*What to produce:* All lines from the opening of the entries below through the line containing "by name (case-insensitive)" must be output exactly as they appear, with no other lines.

(Items from a data source)
________

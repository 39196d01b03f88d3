//! Declarative description of a post image.
//!
//! A `PostConfig` is an immutable value: every edit produces a new config that
//! replaces the previous one wholesale. Enumerated settings are closed enums,
//! so unknown values are rejected while parsing instead of silently mapped to
//! a default.

use crate::error::ConfigError;
use crate::fonts::directory;
use crate::models::Color;
use serde::{Deserialize, Serialize};
use std::fmt;
use std::path::Path;
use std::str::FromStr;

/// Input bounds used by editors. The renderer does not enforce them.
pub const FONT_SIZE_RANGE: (u32, u32) = (12, 200);
pub const FOOTER_SIZE_RANGE: (u32, u32) = (8, 100);

/// Width of the on-screen preview at 100% zoom.
pub const BASE_DISPLAY_WIDTH: u32 = 400;

/// Named size presets: (name, width, height)
pub const POST_SIZES: [(&str, u32, u32); 4] = [
    ("Instagram Square", 1080, 1080),
    ("Facebook Link", 1200, 628),
    ("LinkedIn Post", 1200, 627),
    ("Story / Portrait", 1080, 1920),
];

/// Gradient presets: (name, start, end)
pub const GRADIENT_PRESETS: [(&str, &str, &str); 6] = [
    ("Ocean", "#667eea", "#764ba2"),
    ("Sunset", "#f093fb", "#f5576c"),
    ("Forest", "#4facfe", "#00f2fe"),
    ("Purple", "#a8edea", "#fed6e3"),
    ("Fire", "#ff9a9e", "#fecfef"),
    ("Sky", "#a1c4fd", "#c2e9fb"),
];

/// Target pixel dimensions of the exported image
#[derive(Debug, Clone, PartialEq, Eq, Serialize, Deserialize)]
pub struct PostSize {
    pub name: String,
    pub width: u32,
    pub height: u32,
}

impl PostSize {
    pub fn new(name: impl Into<String>, width: u32, height: u32) -> Result<Self, ConfigError> {
        if width == 0 || height == 0 {
            return Err(ConfigError::InvalidSize { width, height });
        }
        Ok(Self {
            name: name.into(),
            width,
            height,
        })
    }

    /// Look up a preset by name (case-insensitive)
    pub fn preset(name: &str) -> Result<Self, ConfigError> {
        POST_SIZES
            .iter()
            .find(|(preset, _, _)| preset.eq_ignore_ascii_case(name.trim()))
            .map(|&(preset, width, height)| Self {
                name: preset.to_string(),
                width,
                height,
            })
            .ok_or_else(|| ConfigError::UnknownPreset(name.to_string()))
    }

    pub fn presets() -> Vec<Self> {
        POST_SIZES
            .iter()
            .map(|&(name, width, height)| Self {
                name: name.to_string(),
                width,
                height,
            })
            .collect()
    }
}

impl Default for PostSize {
    fn default() -> Self {
        let (name, width, height) = POST_SIZES[0];
        Self {
            name: name.to_string(),
            width,
            height,
        }
    }
}

/// Preview zoom percentage
#[derive(Debug, Clone, Copy, PartialEq, Eq, Default, Serialize, Deserialize)]
#[serde(try_from = "u32", into = "u32")]
pub enum Zoom {
    P50,
    P75,
    #[default]
    P100,
    P125,
    P150,
}

impl Zoom {
    pub const ALL: [Self; 5] = [Self::P50, Self::P75, Self::P100, Self::P125, Self::P150];

    pub fn percent(self) -> u32 {
        match self {
            Self::P50 => 50,
            Self::P75 => 75,
            Self::P100 => 100,
            Self::P125 => 125,
            Self::P150 => 150,
        }
    }
}

impl TryFrom<u32> for Zoom {
    type Error = ConfigError;

    fn try_from(value: u32) -> Result<Self, Self::Error> {
        Self::ALL
            .into_iter()
            .find(|zoom| zoom.percent() == value)
            .ok_or_else(|| ConfigError::UnknownValue {
                field: "zoom",
                value: value.to_string(),
            })
    }
}

impl From<Zoom> for u32 {
    fn from(zoom: Zoom) -> Self {
        zoom.percent()
    }
}

impl FromStr for Zoom {
    type Err = ConfigError;

    fn from_str(s: &str) -> Result<Self, Self::Err> {
        let value = s
            .trim()
            .trim_end_matches('%')
            .parse::<u32>()
            .map_err(|_| ConfigError::UnknownValue {
                field: "zoom",
                value: s.to_string(),
            })?;
        Self::try_from(value)
    }
}

#[derive(Debug, Clone, Copy, PartialEq, Eq, Default, Serialize, Deserialize)]
#[serde(rename_all = "kebab-case")]
pub enum Margin {
    Narrow,
    #[default]
    Medium,
    Wide,
}

impl Margin {
    pub const ALL: [Self; 3] = [Self::Narrow, Self::Medium, Self::Wide];

    /// Fraction of the shorter canvas side
    pub fn factor(self) -> f32 {
        match self {
            Self::Narrow => 0.05,
            Self::Medium => 0.08,
            Self::Wide => 0.12,
        }
    }

    pub fn as_str(self) -> &'static str {
        match self {
            Self::Narrow => "narrow",
            Self::Medium => "medium",
            Self::Wide => "wide",
        }
    }
}

#[derive(Debug, Clone, Copy, PartialEq, Eq, Default, Serialize, Deserialize)]
#[serde(rename_all = "kebab-case")]
pub enum BackgroundType {
    #[default]
    Solid,
    Gradient,
}

impl BackgroundType {
    pub const ALL: [Self; 2] = [Self::Solid, Self::Gradient];

    pub fn as_str(self) -> &'static str {
        match self {
            Self::Solid => "solid",
            Self::Gradient => "gradient",
        }
    }
}

/// Linear gradient direction, named after the side or corner it runs to
#[derive(Debug, Clone, Copy, PartialEq, Eq, Default, Serialize, Deserialize)]
#[serde(rename_all = "kebab-case")]
pub enum GradientDirection {
    #[default]
    ToR,
    ToL,
    ToB,
    ToT,
    ToBr,
    ToBl,
    ToTr,
    ToTl,
}

impl GradientDirection {
    pub const ALL: [Self; 8] = [
        Self::ToR,
        Self::ToL,
        Self::ToB,
        Self::ToT,
        Self::ToBr,
        Self::ToBl,
        Self::ToTr,
        Self::ToTl,
    ];

    pub fn as_str(self) -> &'static str {
        match self {
            Self::ToR => "to-r",
            Self::ToL => "to-l",
            Self::ToB => "to-b",
            Self::ToT => "to-t",
            Self::ToBr => "to-br",
            Self::ToBl => "to-bl",
            Self::ToTr => "to-tr",
            Self::ToTl => "to-tl",
        }
    }

    pub fn label(self) -> &'static str {
        match self {
            Self::ToR => "Left to Right",
            Self::ToL => "Right to Left",
            Self::ToB => "Top to Bottom",
            Self::ToT => "Bottom to Top",
            Self::ToBr => "Top-Left to Bottom-Right",
            Self::ToBl => "Top-Right to Bottom-Left",
            Self::ToTr => "Bottom-Left to Top-Right",
            Self::ToTl => "Bottom-Right to Top-Left",
        }
    }
}

#[derive(Debug, Clone, Copy, PartialEq, Eq, Default, Serialize, Deserialize)]
#[serde(rename_all = "kebab-case")]
pub enum FooterPosition {
    #[default]
    BottomCenter,
    BottomLeft,
    BottomRight,
    TopCenter,
    TopLeft,
    TopRight,
}

impl FooterPosition {
    pub const ALL: [Self; 6] = [
        Self::BottomCenter,
        Self::BottomLeft,
        Self::BottomRight,
        Self::TopCenter,
        Self::TopLeft,
        Self::TopRight,
    ];

    pub fn as_str(self) -> &'static str {
        match self {
            Self::BottomCenter => "bottom-center",
            Self::BottomLeft => "bottom-left",
            Self::BottomRight => "bottom-right",
            Self::TopCenter => "top-center",
            Self::TopLeft => "top-left",
            Self::TopRight => "top-right",
        }
    }

    pub fn is_top(self) -> bool {
        matches!(self, Self::TopCenter | Self::TopLeft | Self::TopRight)
    }
}

/// Parse one of a closed set of names, rejecting anything else.
fn parse_named<T: Copy>(
    field: &'static str,
    value: &str,
    all: &[T],
    name: impl Fn(T) -> &'static str,
) -> Result<T, ConfigError> {
    let wanted = value.trim();
    all.iter()
        .copied()
        .find(|candidate| name(*candidate).eq_ignore_ascii_case(wanted))
        .ok_or_else(|| ConfigError::UnknownValue {
            field,
            value: value.to_string(),
        })
}

impl FromStr for Margin {
    type Err = ConfigError;

    fn from_str(s: &str) -> Result<Self, Self::Err> {
        parse_named("margin", s, &Self::ALL, Self::as_str)
    }
}

impl FromStr for BackgroundType {
    type Err = ConfigError;

    fn from_str(s: &str) -> Result<Self, Self::Err> {
        parse_named("background type", s, &Self::ALL, Self::as_str)
    }
}

impl FromStr for GradientDirection {
    type Err = ConfigError;

    fn from_str(s: &str) -> Result<Self, Self::Err> {
        parse_named("gradient direction", s, &Self::ALL, Self::as_str)
    }
}

impl FromStr for FooterPosition {
    type Err = ConfigError;

    fn from_str(s: &str) -> Result<Self, Self::Err> {
        parse_named("footer position", s, &Self::ALL, Self::as_str)
    }
}

/// A font family name as used by the renderer.
///
/// CSS spellings (`"Open Sans"`, `Open+Sans`) are normalized to the bare
/// family name on construction.
#[derive(Debug, Clone, PartialEq, Eq, Hash, Serialize, Deserialize)]
#[serde(from = "String", into = "String")]
pub struct FontFamily(String);

impl FontFamily {
    pub fn new(name: &str) -> Self {
        Self(directory::display_name(name))
    }

    pub fn as_str(&self) -> &str {
        &self.0
    }

    /// CSS-safe reference, quoted when the name contains a space
    pub fn css_name(&self) -> String {
        directory::css_name(&self.0)
    }

    pub fn is_system(&self) -> bool {
        directory::is_system_font(&self.0)
    }
}

impl From<String> for FontFamily {
    fn from(value: String) -> Self {
        Self::new(&value)
    }
}

impl From<FontFamily> for String {
    fn from(family: FontFamily) -> Self {
        family.0
    }
}

impl fmt::Display for FontFamily {
    fn fmt(&self, f: &mut fmt::Formatter<'_>) -> fmt::Result {
        f.write_str(&self.0)
    }
}

/// The fill that governs the background, selected by `background_type`
#[derive(Debug, Clone, Copy, PartialEq)]
pub enum BackgroundFill<'a> {
    Solid(&'a Color),
    Gradient {
        direction: GradientDirection,
        start: &'a Color,
        end: &'a Color,
    },
}

#[derive(Debug, Clone, PartialEq, Serialize, Deserialize)]
#[serde(default)]
pub struct PostConfig {
    pub size: PostSize,
    pub zoom: Zoom,
    pub margin: Margin,
    pub background_type: BackgroundType,
    pub background_color: Color,
    pub gradient_direction: GradientDirection,
    pub gradient_start: Color,
    pub gradient_end: Color,
    pub main_text: String,
    pub font: FontFamily,
    pub font_size: u32,
    pub text_color: Color,
    pub footer_text: String,
    pub footer_color: Color,
    pub footer_size: u32,
    pub footer_position: FooterPosition,
    pub footer_padding: u32,
}

impl Default for PostConfig {
    fn default() -> Self {
        Self {
            size: PostSize::default(),
            zoom: Zoom::default(),
            margin: Margin::default(),
            background_type: BackgroundType::Solid,
            background_color: Color::from_hex_rgb(0xffffff),
            gradient_direction: GradientDirection::ToR,
            gradient_start: Color::from_hex_rgb(0x667eea),
            gradient_end: Color::from_hex_rgb(0x764ba2),
            main_text: "Type your text. Use Enter for a new line.".to_string(),
            font: FontFamily::new("Arial"),
            font_size: 36,
            text_color: Color::from_hex_rgb(0x000000),
            footer_text: "ibenps.com | PPC".to_string(),
            footer_color: Color::from_hex_rgb(0x6b7280),
            footer_size: 16,
            footer_position: FooterPosition::BottomCenter,
            footer_padding: 20,
        }
    }
}

impl PostConfig {
    /// Parse and validate a config from YAML. Missing fields take defaults.
    pub fn from_yaml_str(yaml: &str) -> Result<Self, ConfigError> {
        let config: Self = serde_yaml::from_str(yaml)?;
        config.validate()?;
        Ok(config)
    }

    pub fn load(path: &Path) -> Result<Self, ConfigError> {
        let content = std::fs::read_to_string(path)?;
        let config = Self::from_yaml_str(&content)?;
        tracing::debug!(
            path = %path.display(),
            size = %config.size.name,
            font = %config.font,
            "Loaded post config"
        );
        Ok(config)
    }

    pub fn to_yaml_string(&self) -> Result<String, ConfigError> {
        Ok(serde_yaml::to_string(self)?)
    }

    /// Reject configs the renderer cannot draw; warn about values outside
    /// the editor bounds.
    pub fn validate(&self) -> Result<(), ConfigError> {
        if self.size.width == 0 || self.size.height == 0 {
            return Err(ConfigError::InvalidSize {
                width: self.size.width,
                height: self.size.height,
            });
        }
        if !(FONT_SIZE_RANGE.0..=FONT_SIZE_RANGE.1).contains(&self.font_size) {
            tracing::warn!(font_size = self.font_size, "Font size outside editor range");
        }
        if !(FOOTER_SIZE_RANGE.0..=FOOTER_SIZE_RANGE.1).contains(&self.footer_size) {
            tracing::warn!(
                footer_size = self.footer_size,
                "Footer size outside editor range"
            );
        }
        Ok(())
    }

    pub fn background(&self) -> BackgroundFill<'_> {
        match self.background_type {
            BackgroundType::Solid => BackgroundFill::Solid(&self.background_color),
            BackgroundType::Gradient => BackgroundFill::Gradient {
                direction: self.gradient_direction,
                start: &self.gradient_start,
                end: &self.gradient_end,
            },
        }
    }

    /// On-screen preview size; never affects the pixel buffer
    pub fn display_size(&self) -> (u32, u32) {
        let width = BASE_DISPLAY_WIDTH * self.zoom.percent() / 100;
        let height = (width as f64 * self.size.height as f64 / self.size.width as f64).round();
        (width, height as u32)
    }

    pub fn with_size(self, size: PostSize) -> Self {
        Self { size, ..self }
    }

    pub fn with_font(self, font: FontFamily) -> Self {
        Self { font, ..self }
    }

    /// Switch to a gradient background using a named preset
    pub fn with_gradient_preset(self, name: &str) -> Result<Self, ConfigError> {
        let &(_, start, end) = GRADIENT_PRESETS
            .iter()
            .find(|(preset, _, _)| preset.eq_ignore_ascii_case(name.trim()))
            .ok_or_else(|| ConfigError::UnknownPreset(name.to_string()))?;
        Ok(Self {
            background_type: BackgroundType::Gradient,
            gradient_start: start.parse()?,
            gradient_end: end.parse()?,
            ..self
        })
    }
}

________

*Finished exercise:*
repository 39196d01b03f88d3
//! Declarative description of a post image.
//!
//! A `PostConfig` is an immutable value: every edit produces a new config that
//! replaces the previous one wholesale. Enumerated settings are closed enums,
//! so unknown values are rejected while parsing instead of silently mapped to
//! a default.

use crate::error::ConfigError;
use crate::fonts::directory;
use crate::models::Color;
use serde::{Deserialize, Serialize};
use std::fmt;
use std::path::Path;
use std::str::FromStr;

/// Input bounds used by editors. The renderer does not enforce them.
pub const FONT_SIZE_RANGE: (u32, u32) = (12, 200);
pub const FOOTER_SIZE_RANGE: (u32, u32) = (8, 100);

/// Width of the on-screen preview at 100% zoom.
pub const BASE_DISPLAY_WIDTH: u32 = 400;

/// Named size presets: (name, width, height)
pub const POST_SIZES: [(&str, u32, u32); 4] = [
    ("Instagram Square", 1080, 1080),
    ("Facebook Link", 1200, 628),
    ("LinkedIn Post", 1200, 627),
    ("Story / Portrait", 1080, 1920),
];

/// Gradient presets: (name, start, end)
pub const GRADIENT_PRESETS: [(&str, &str, &str); 6] = [
    ("Ocean", "#667eea", "#764ba2"),
    ("Sunset", "#f093fb", "#f5576c"),
    ("Forest", "#4facfe", "#00f2fe"),
    ("Purple", "#a8edea", "#fed6e3"),
    ("Fire", "#ff9a9e", "#fecfef"),
    ("Sky", "#a1c4fd", "#c2e9fb"),
];

/// Target pixel dimensions of the exported image
#[derive(Debug, Clone, PartialEq, Eq, Serialize, Deserialize)]
pub struct PostSize {
    pub name: String,
    pub width: u32,
    pub height: u32,
}

impl PostSize {
    pub fn new(name: impl Into<String>, width: u32, height: u32) -> Result<Self, ConfigError> {
        if width == 0 || height == 0 {
            return Err(ConfigError::InvalidSize { width, height });
        }
        Ok(Self {
            name: name.into(),
            width,
            height,
        })
    }

    /// Look up a preset by name (case-insensitive)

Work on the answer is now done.